In 1981, Francois Mitterrand supported, to great furor among European socialists, the deployment of U.S nuclear missiles to restore the atomic balance in Europe. Despite having been the main opponent of the Gaullist policy for 23 years, Mitterrand followed de Gaulle’s footsteps in terms of foreign policy. In 1974, Giscard d’Estaing was disregarded as pro-American, his policy of greater cooperation with Germany being interpreted as paving the way for American domination over Europe.
When Georges Pompidou came to the Elysee, the conventional wisdom was that it was a rare opportunity to put an end to de Gaulle’s personal opposition to American leadership. Last but not least, when de Gaulle came to power, one of his first diplomatic moves was to ask President Dwight D. Eisen-hower to create a triumvirate for NATO, a shared leadership that would have included Paris, Washington and London.
The French proposal got rebuffed by the Americans. Every time Paris asked for closer cooperation, the Americans refused its demands. Therefore, Sarkozy is more in continuity, rather than in disagreement, with other French presidents’ mandates. On top of that, the discordance would not be so significant.
France is not really that far from NATO anyway. It is only absent from two committees, the nuclear planning group and the defense plans committee. France took part in the Kosovo war under the aegis of NATO in 1999 and is broadly involved in Afghanistan, again under NATO structures. Since the end of the Cold War, a steady rapprochement has occurred.
One must not forget that the French and the American chiefs of staff signed an agreement in 1967, immediately after de Gaulle’s spectacular opting out in 1966 which was designed to plan French participation under American command in case of a war in Europe. Therefore, a reintegration would not constitute a diplomatic U-turn.
However, it is true that such a move would be a strong and meaningful symbol. Beyond technical and operational aspects, a reintegration would be perceived in Europe as well as in the rest of the world as the acceptance by Paris of U.S. leadership.
The special status France enjoys vis-a-vis the United States has many advantages that would be risky to renounce without any alternative.
The challenge now is to achieve the reinforcement of the European defense pillar inside NATO in exchange for French reintegration, a long-term goal for France that the United States has always refused, whatever the official agreement.
Sarkozy put forth two conditions for French reintegration: acceptance by Washington of this Europeanization and a major role for France inside NATO.

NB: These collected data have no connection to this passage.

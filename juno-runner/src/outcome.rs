// Copyright (c) The nextest Contributors
// SPDX-License-Identifier: MIT OR Apache-2.0

//! Test outcomes and the error payloads attached to them.
//!
//! Every test that runs ends in exactly one [`TestOutcome`]. Failures and errors carry an
//! [`ErrorPayload`] describing what went wrong. Payloads come in three shapes, and the shape is
//! fixed when the outcome is created: the reporter never has to guess.

use std::{borrow::Cow, fmt, sync::Arc};

/// A source of formatted traceback lines attached to a structured error.
///
/// Implementations produce lines lazily. Each line is expected to end with a newline, matching the
/// way tracebacks are usually rendered.
pub trait Traceback: fmt::Debug + Send + Sync {
    /// Returns the formatted lines for this traceback.
    fn format_lines(&self) -> Box<dyn Iterator<Item = Cow<'_, str>> + '_>;
}

/// Output captured from a test process, used as the traceback for failing commands.
#[derive(Clone, Debug, Default, Eq, PartialEq)]
pub struct CapturedOutput {
    lines: Vec<String>,
}

impl CapturedOutput {
    /// Builds captured output from a process's standard output and standard error, in that order.
    ///
    /// Returns `None` if nothing was written to either stream.
    pub fn new(stdout: &[u8], stderr: &[u8]) -> Option<Self> {
        let mut lines = Vec::new();
        for stream in [stdout, stderr] {
            let text = String::from_utf8_lossy(stream);
            lines.extend(text.split_inclusive('\n').map(|line| {
                if line.ends_with('\n') {
                    line.to_owned()
                } else {
                    format!("{line}\n")
                }
            }));
        }

        (!lines.is_empty()).then_some(Self { lines })
    }

    /// Builds captured output from already-formatted lines. The lines are used as-is.
    pub fn from_lines(lines: impl IntoIterator<Item = impl Into<String>>) -> Self {
        Self {
            lines: lines.into_iter().map(Into::into).collect(),
        }
    }
}

impl Traceback for CapturedOutput {
    fn format_lines(&self) -> Box<dyn Iterator<Item = Cow<'_, str>> + '_> {
        Box::new(self.lines.iter().map(|line| Cow::Borrowed(line.as_str())))
    }
}

/// The error detail attached to a failing outcome.
#[derive(Clone, Debug)]
pub enum ErrorPayload {
    /// An error kind, a rendered error value, and an optional traceback.
    ///
    /// Rendered as the traceback lines (if any) followed by `<kind>: <value>`.
    Structured {
        /// The name of the kind of error, for example `TypeError` or `ExecError`.
        kind: String,

        /// The string form of the error value.
        value: String,

        /// The traceback, if one was captured.
        traceback: Option<Arc<dyn Traceback>>,
    },

    /// A message that is already human-readable and is rendered verbatim.
    Preformatted(String),

    /// No detail at all. Renders as an empty body.
    Empty,
}

impl ErrorPayload {
    /// Creates a structured payload without a traceback.
    pub fn structured(kind: impl Into<String>, value: impl fmt::Display) -> Self {
        Self::Structured {
            kind: kind.into(),
            value: value.to_string(),
            traceback: None,
        }
    }

    /// Creates a preformatted payload.
    pub fn preformatted(message: impl Into<String>) -> Self {
        Self::Preformatted(message.into())
    }

    /// Attaches a traceback to a structured payload.
    ///
    /// Other shapes have nowhere to put a traceback, and are returned unchanged.
    pub fn with_traceback(self, traceback: impl Traceback + 'static) -> Self {
        match self {
            Self::Structured { kind, value, .. } => Self::Structured {
                kind,
                value,
                traceback: Some(Arc::new(traceback)),
            },
            other => other,
        }
    }
}

/// The terminal status of a single executed test.
#[derive(Clone, Debug)]
pub enum TestOutcome {
    /// The test passed.
    Success,

    /// The test ran, and an assertion failed.
    Failure(ErrorPayload),

    /// The test could not complete because of an unexpected error.
    Error(ErrorPayload),

    /// The test was skipped.
    Skip {
        /// Why the test was skipped.
        reason: String,
    },

    /// The test was expected to fail, and did.
    ExpectedFailure(ErrorPayload),

    /// The test was expected to fail, but passed.
    UnexpectedSuccess,
}

impl TestOutcome {
    /// Returns the kind of this outcome.
    pub fn kind(&self) -> OutcomeKind {
        match self {
            Self::Success => OutcomeKind::Success,
            Self::Failure(_) => OutcomeKind::Failure,
            Self::Error(_) => OutcomeKind::Error,
            Self::Skip { .. } => OutcomeKind::Skip,
            Self::ExpectedFailure(_) => OutcomeKind::ExpectedFailure,
            Self::UnexpectedSuccess => OutcomeKind::UnexpectedSuccess,
        }
    }

    /// Returns the payload to render as an error block, along with the block's status label.
    ///
    /// Only failures and errors produce error blocks.
    pub fn error_block(&self) -> Option<(&'static str, &ErrorPayload)> {
        match self {
            Self::Failure(payload) => Some(("FAIL", payload)),
            Self::Error(payload) => Some(("ERROR", payload)),
            Self::Success
            | Self::Skip { .. }
            | Self::ExpectedFailure(_)
            | Self::UnexpectedSuccess => None,
        }
    }
}

/// The kind of a [`TestOutcome`], without its payload.
#[derive(Copy, Clone, Debug, Eq, Hash, PartialEq)]
#[cfg_attr(test, derive(test_strategy::Arbitrary))]
pub enum OutcomeKind {
    /// See [`TestOutcome::Success`].
    Success,
    /// See [`TestOutcome::Failure`].
    Failure,
    /// See [`TestOutcome::Error`].
    Error,
    /// See [`TestOutcome::Skip`].
    Skip,
    /// See [`TestOutcome::ExpectedFailure`].
    ExpectedFailure,
    /// See [`TestOutcome::UnexpectedSuccess`].
    UnexpectedSuccess,
}

impl OutcomeKind {
    /// Returns true if a test with this outcome belongs in the rerun log.
    pub fn is_failing(self) -> bool {
        matches!(self, Self::Failure | Self::Error)
    }

    /// Returns true if this outcome makes the run as a whole unsuccessful.
    pub fn fails_run(self) -> bool {
        matches!(self, Self::Failure | Self::Error | Self::UnexpectedSuccess)
    }

    /// The short status shown on progress lines.
    pub fn status_str(self) -> &'static str {
        match self {
            Self::Success => "ok",
            Self::Failure => "FAIL",
            Self::Error => "ERROR",
            Self::Skip => "skipped",
            Self::ExpectedFailure => "expected failure",
            Self::UnexpectedSuccess => "unexpected success",
        }
    }
}

impl fmt::Display for OutcomeKind {
    fn fmt(&self, f: &mut fmt::Formatter<'_>) -> fmt::Result {
        f.pad(self.status_str())
    }
}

Therefore, there are only two options left. If Washington accepts these two prerequisites, France will not be at risk of reintegrating NATO. The organization would become a totally different structure than the one Paris left five decades ago, and France’s long-term diplomatic goal of enhancing European power would be achieved.

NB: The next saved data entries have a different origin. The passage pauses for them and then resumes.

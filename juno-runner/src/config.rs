// Copyright (c) The nextest Contributors
// SPDX-License-Identifier: MIT OR Apache-2.0

//! Configuration support for juno.

use crate::errors::ConfigParseError;
use camino::{Utf8Path, Utf8PathBuf};
use config::{Config, ConfigBuilder, ConfigError, File, FileFormat, builder::DefaultState};
use serde::Deserialize;

/// Overall configuration for juno.
///
/// Configuration is layered, lowest priority first:
///
/// 1. the default config, [`Self::DEFAULT_CONFIG`]
/// 2. the repository config, `.config/juno.toml` (or a file passed in explicitly)
/// 3. `JUNO_` environment variables, see [`Self::ENVIRONMENT_KEYS`]
///
/// Command-line arguments are applied on top of this by the caller.
#[derive(Clone, Debug, Eq, PartialEq)]
pub struct JunoConfig {
    rerun_log_file: Utf8PathBuf,
    manifest_file: Utf8PathBuf,
    verbosity: u8,
    slow_tests: usize,
}

impl JunoConfig {
    /// The default location of the config within the root: `.config/juno.toml`.
    pub const CONFIG_PATH: &'static str = ".config/juno.toml";

    /// Contains the default config as a TOML file.
    pub const DEFAULT_CONFIG: &'static str = include_str!("../default-config.toml");

    /// Environment variables that override config keys, and the keys they override.
    pub const ENVIRONMENT_KEYS: &'static [(&'static str, &'static str)] = &[
        ("JUNO_RERUN_LOG_FILE", "rerun-log-file"),
        ("JUNO_MANIFEST_FILE", "manifest-file"),
        ("JUNO_VERBOSITY", "verbosity"),
        ("JUNO_SLOW_TESTS", "slow-tests"),
    ];

    /// Reads the config from the given file, or if not specified from `.config/juno.toml` in
    /// `root`, then applies environment overrides.
    ///
    /// Relative paths in the config are resolved against `root`.
    pub fn from_sources(
        root: impl Into<Utf8PathBuf>,
        config_file: Option<&Utf8Path>,
    ) -> Result<Self, ConfigParseError> {
        Self::from_sources_with_env(root, config_file, |var| std::env::var(var).ok())
    }

    /// Returns the default config, without reading any files or environment variables.
    pub fn default_config(root: impl Into<Utf8PathBuf>) -> Self {
        let deserialized = Self::make_default_config()
            .build()
            .and_then(|config| config.try_deserialize())
            .expect("default config is always valid");
        Self::from_deserialized(&root.into(), deserialized)
    }

    /// Returns the path to the rerun log.
    pub fn rerun_log_file(&self) -> &Utf8Path {
        &self.rerun_log_file
    }

    /// Returns the path to the test manifest.
    pub fn manifest_file(&self) -> &Utf8Path {
        &self.manifest_file
    }

    /// Returns the default verbosity.
    pub fn verbosity(&self) -> u8 {
        self.verbosity
    }

    /// Returns the default number of slow tests to list.
    pub fn slow_tests(&self) -> usize {
        self.slow_tests
    }

    // ---
    // Helper methods
    // ---

    fn from_sources_with_env(
        root: impl Into<Utf8PathBuf>,
        config_file: Option<&Utf8Path>,
        env: impl Fn(&str) -> Option<String>,
    ) -> Result<Self, ConfigParseError> {
        let root = root.into();

        let (config_file, builder) = match config_file {
            Some(file) => (
                file.to_owned(),
                Self::make_default_config().add_source(File::new(file.as_str(), FileFormat::Toml)),
            ),
            None => {
                let config_file = root.join(Self::CONFIG_PATH);
                let source = File::new(config_file.as_str(), FileFormat::Toml).required(false);
                (config_file, Self::make_default_config().add_source(source))
            }
        };

        let deserialized = Self::apply_env(builder, env)
            .and_then(|builder| builder.build())
            .and_then(|config| config.try_deserialize::<JunoConfigDeserialize>())
            .map_err(|err| ConfigParseError::new(config_file, err))?;

        Ok(Self::from_deserialized(&root, deserialized))
    }

    fn from_deserialized(root: &Utf8Path, deserialized: JunoConfigDeserialize) -> Self {
        Self {
            rerun_log_file: root.join(deserialized.rerun_log_file),
            manifest_file: root.join(deserialized.manifest_file),
            verbosity: deserialized.verbosity,
            slow_tests: deserialized.slow_tests,
        }
    }

    fn make_default_config() -> ConfigBuilder<DefaultState> {
        Config::builder().add_source(File::from_str(Self::DEFAULT_CONFIG, FileFormat::Toml))
    }

    fn apply_env(
        mut builder: ConfigBuilder<DefaultState>,
        env: impl Fn(&str) -> Option<String>,
    ) -> Result<ConfigBuilder<DefaultState>, ConfigError> {
        for &(var, key) in Self::ENVIRONMENT_KEYS {
            builder = builder.set_override_option(key, env(var))?;
        }
        Ok(builder)
    }
}

#[derive(Debug, Deserialize)]
#[serde(rename_all = "kebab-case")]
struct JunoConfigDeserialize {
    rerun_log_file: Utf8PathBuf,
    manifest_file: Utf8PathBuf,
    verbosity: u8,
    slow_tests: usize,
}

The balance of force between Europe and the United States would be corrected to Europe’s advantage.
If the Americans refuse these conditions once again, it will become useless to move. The challenge is to obtain real concessions from the U.S., any French move being subject to American acceptance.
There is also another condition: to halt the project that tries to transform the Atlantic Alliance into a “global” one by enlarging both its mission (into a “war on terror”) instead of defense of European countries and its composition (adding Japan, for example, would infuriate China) instead of focusing on the European defense.
This would turn NATO into a tool for a clash of civilizations. It is far from sure that France will give up its traditional stance regarding the United States.
If Washington comes back to a more multilateral diplomacy, Franco-American cooperation will improve. The more the United States engages in unilateral and counter-productive diplomacy, the more France will oppose it, even with Sarkozy.
*The writer is director of the Institute for International and Strategic Relations in Paris.